Remo: Ich glaube ja. Wein wird immer mit einer gewissen Lebensart verbunden. Und die Lebensart wird den Leuten vermittelt. Durch Werbung und Mainstream. Immer trocken, trocken, trocken. Und wenn ich einen trockenen Wein trinke, dann schüttelt’s mich.

Wie reagieren andere Menschen auf euch Liebhaber von süßen Weinen?

Marita: Negativ (und lacht dabei)

Remo: Na ja, negativ….

Marita: Doch, doch. Ich war schon mal bei einer Weinprobe in Essen mit meiner Tennismannschaft und es wurde vorher abgefragt, welcher Wein gewünscht wird. Ich war die Einzige, die sich getraut hat zu sagen, lieblich, aber es wurde den ganzen Abend nur trocken gereicht. Und ich war die Einzige, die anschließend nüchtern aus einer Weinprobe gegangen ist. Alle haben gekauft, ich habe gelästert. Ich wurde belächelt, nach dem Motto: Wie kann man… Da sagte ich: Entschuldigung, ich glaube, über Geschmack lässt sich nicht streiten. Und ich stehe dazu. Und wenn ihr so ignorant seid und meine Meinung nicht toleriert, tut es mir leid. Aber es ist tatsächlich so: Man wird belächelt. Es ist verpönt.

Remo: Aber da stehen wir über den Dingen.

Marita: Man muss auch noch sagen: Dadurch, dass wir wenig Wein trinken, ist uns bewusst, dass die Arbeit eines Winzers handwerkliche Qualitätsleistung ist. Wir sind also bereit, für eine Flasche lieblichen Wein deutlich mehr zu bezahlen als jemand, der auf der Mainstream-Welle schwimmt.

Euer Genuss ist euch also etwas wert.

Marita: Richtig. Wir kaufen auch schon mal nur eine Flasche Süßwein oder zwei, die wir dann zu besonderen Anlässen – runder Geburtstag, Weihnachten kredenzen.
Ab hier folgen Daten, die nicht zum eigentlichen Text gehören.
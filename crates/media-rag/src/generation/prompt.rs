//! Context assembly for the chat prompt

use crate::types::KnowledgeRecord;

/// Shown in place of retrieved documents when nothing matched
pub const NO_RELEVANT_DOCUMENTS: &str = "No relevant documents found in the knowledge base.";

/// Marker placed in the prompt when this turn carries an image
pub const IMAGE_CONTEXT_MARKER: &str =
    "[Image Context: The previous image is part of this conversation.]";

/// Fixed answer instruction closing every prompt
pub const ANSWER_INSTRUCTION: &str = "If this is a video, provide a concise summary of its overall content, focusing on the main theme, key elements (like settings, characters, actions, and objects), and identify the company being advertised if it’s an ad. Use the retrieved context to provide additional information if relevant. Do not mention frame-by-frame analysis or specific frame details.";

/// Which visual context line, if any, goes into the prompt
#[derive(Debug, Clone, Copy, PartialEq, Eq)]
pub enum VisualContext<'a> {
    /// An image is attached to this turn
    AttachedImage,
    /// Summary carried over from an earlier image turn
    Carried(&'a str),
    /// No visual context at all
    Absent,
}

impl<'a> VisualContext<'a> {
    /// An attached image wins over a cached summary
    pub fn select(has_image: bool, last_visual_context: Option<&'a str>) -> Self {
        match (has_image, last_visual_context) {
            (true, _) => Self::AttachedImage,
            (false, Some(summary)) => Self::Carried(summary),
            (false, None) => Self::Absent,
        }
    }
}

/// Prompt builder for chat turns
pub struct PromptBuilder;

impl PromptBuilder {
    /// Render retrieved records, one `Retrieved Document {id}: ...` line each
    pub fn build_retrieved_context(records: &[KnowledgeRecord]) -> String {
        if records.is_empty() {
            return NO_RELEVANT_DOCUMENTS.to_string();
        }

        records
            .iter()
            .map(KnowledgeRecord::prompt_line)
            .collect::<Vec<_>>()
            .join("\n")
    }

    /// Merge history, visual context, retrieved records and the query.
    ///
    /// Extracted file content reaches the prompt through `history`, where it
    /// was folded in as a `Bot:` line.
    pub fn build_chat_prompt(
        history: &str,
        visual: VisualContext<'_>,
        retrieved: &[KnowledgeRecord],
        query: &str,
    ) -> String {
        let mut prompt = format!("{}\n", history);

        match visual {
            VisualContext::AttachedImage => {
                prompt.push_str(IMAGE_CONTEXT_MARKER);
                prompt.push('\n');
            }
            VisualContext::Carried(summary) => {
                prompt.push_str(&format!("[Context: {}]\n", summary));
            }
            VisualContext::Absent => {}
        }

        prompt.push_str(&format!(
            "Additional Context from Knowledge Base:\n{retrieved}\nQuery: {query}\nAnswer: {instruction}",
            retrieved = Self::build_retrieved_context(retrieved),
            query = query,
            instruction = ANSWER_INSTRUCTION,
        ));

        prompt
    }
}
//! Extractor set: one text extractor per supported upload format

use base64::{engine::general_purpose::STANDARD, Engine};
use bytes::Bytes;
use calamine::Reader;
use std::panic::{self, AssertUnwindSafe};
use std::sync::Arc;

use crate::error::{Error, Result};
use crate::types::{ExtractedContent, FileType};

use super::video::VideoDecomposer;

/// Routes an upload to the extractor for its extension
#[derive(Clone)]
pub struct FileParser {
    video: Arc<VideoDecomposer>,
}

impl FileParser {
    pub fn new(video: Arc<VideoDecomposer>) -> Self {
        Self { video }
    }

    /// Extract content from an upload.
    ///
    /// Never fails: an extraction error becomes `ExtractedContent::Failed`
    /// carrying the one-line diagnostic that stands in for the content.
    /// Document parsing runs on the blocking pool.
    pub async fn extract(&self, filename: &str, data: Bytes) -> ExtractedContent {
        let file_type = FileType::from_filename(filename);

        tracing::info!(
            "Extracting {} ({} bytes) as {:?}",
            filename,
            data.len(),
            file_type
        );

        let parse: fn(&str, &[u8]) -> Result<String> = match file_type {
            FileType::Image => {
                return ExtractedContent::Image {
                    base64: STANDARD.encode(&data),
                }
            }
            FileType::Video => {
                return match self.video.decompose(data).await {
                    Ok(summary) => ExtractedContent::Video(summary),
                    Err(e) => failed(filename, file_type, e),
                };
            }
            FileType::Unknown => {
                return ExtractedContent::Unsupported {
                    filename: filename.to_string(),
                }
            }
            FileType::Pdf => parse_pdf,
            FileType::Docx => parse_docx,
            FileType::Csv => parse_csv,
            FileType::Xlsx => parse_xlsx,
        };

        let name = filename.to_string();
        let parsed = tokio::task::spawn_blocking(move || parse(&name, &data))
            .await
            .unwrap_or_else(|e| Err(Error::internal(format!("extractor task failed: {}", e))));

        match parsed {
            Ok(text) => ExtractedContent::Text { file_type, text },
            Err(e) => failed(filename, file_type, e),
        }
    }
}

fn failed(filename: &str, file_type: FileType, error: Error) -> ExtractedContent {
    tracing::warn!("Extraction of {} failed: {}", filename, error);
    ExtractedContent::Failed {
        file_type,
        diagnostic: error.diagnostic(),
    }
}

/// Parse PDF document
fn parse_pdf(filename: &str, data: &[u8]) -> Result<String> {
    // pdf-extract panics on some malformed inputs
    let outcome = panic::catch_unwind(AssertUnwindSafe(|| {
        pdf_extract::extract_text_from_mem(data)
    }));

    match outcome {
        Ok(Ok(text)) => Ok(text),
        Ok(Err(e)) => Err(Error::file_parse(filename, e.to_string())),
        Err(_) => Err(Error::file_parse(filename, "malformed PDF")),
    }
}

/// Parse DOCX document, one line per paragraph
fn parse_docx(filename: &str, data: &[u8]) -> Result<String> {
    let doc = docx_rs::read_docx(data).map_err(|e| Error::file_parse(filename, e.to_string()))?;

    let mut content = String::new();
    for child in doc.document.children {
        if let docx_rs::DocumentChild::Paragraph(p) = child {
            for child in p.children {
                if let docx_rs::ParagraphChild::Run(run) = child {
                    for child in run.children {
                        if let docx_rs::RunChild::Text(t) = child {
                            content.push_str(&t.text);
                        }
                    }
                }
            }
            content.push('\n');
        }
    }

    Ok(content)
}

/// Parse CSV file; ragged rows are kept and invalid UTF-8 is replaced
fn parse_csv(filename: &str, data: &[u8]) -> Result<String> {
    let mut reader = csv::ReaderBuilder::new().flexible(true).from_reader(data);
    let mut content = String::new();

    let headers = reader
        .byte_headers()
        .map_err(|e| Error::file_parse(filename, e.to_string()))?;
    push_csv_row(&mut content, headers);

    for record in reader.byte_records() {
        let record = record.map_err(|e| Error::file_parse(filename, e.to_string()))?;
        push_csv_row(&mut content, &record);
    }

    Ok(content)
}

fn push_csv_row(content: &mut String, record: &csv::ByteRecord) {
    let fields: Vec<_> = record.iter().map(String::from_utf8_lossy).collect();
    content.push_str(&fields.join(" | "));
    content.push('\n');
}

/// Parse Excel spreadsheet, every sheet in workbook order
fn parse_xlsx(filename: &str, data: &[u8]) -> Result<String> {
    let cursor = std::io::Cursor::new(data);
    let mut workbook = calamine::open_workbook_auto_from_rs(cursor)
        .map_err(|e| Error::file_parse(filename, e.to_string()))?;

    let mut content = String::new();
    for sheet_name in workbook.sheet_names().to_vec() {
        let Ok(range) = workbook.worksheet_range(&sheet_name) else {
            continue;
        };

        content.push_str(&format!("Sheet: {}\n", sheet_name));
        for row in range.rows() {
            let cells: Vec<String> = row
                .iter()
                .map(|cell| match cell {
                    calamine::Data::Empty => String::new(),
                    calamine::Data::String(s) => s.clone(),
                    calamine::Data::Float(f) => f.to_string(),
                    calamine::Data::Int(i) => i.to_string(),
                    calamine::Data::Bool(b) => b.to_string(),
                    calamine::Data::DateTime(dt) => dt.to_string(),
                    _ => String::new(),
                })
                .collect();

            if !cells.iter().all(|s| s.is_empty()) {
                content.push_str(&cells.join(" | "));
                content.push('\n');
            }
        }
        content.push('\n');
    }

    Ok(content)
}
Remo: Aber grundsätzlich gibt es keinen Anlass, zu dem wir Süßwein trinken. Das sind eher spontane Entscheidungen

Was war bisher eure teuerste Flasche Wein?

Marita: Fast 20 Euro für 0,375 Liter. Aus Schlingen. Da hat Remo geschluckt und gesagt: Aber bitte nur eine.

Kommen wir zum Thema Rotwein….

Marita: … den lehnen wir kategorisch ab. Nutzen wir nur zum Kochen.

Warum?

Remo: Vielleicht ist das hiermit begründet: Ich habe mal als junger Erwachsener auf einer Fete Rotwein getrunken. Zuviel. Und hatte danach einen fürchterlich schweren Kopf. Und habe mir dann sagen lassen,  das hänge mir der Keltermethode zusammen. Aber letztendlich war es wohl die Menge, die nicht gestimmt hat…

Dann lieber ein köstliches Schlückchen Süßwein. Zum Wohl, liebe Marita, lieber Remo!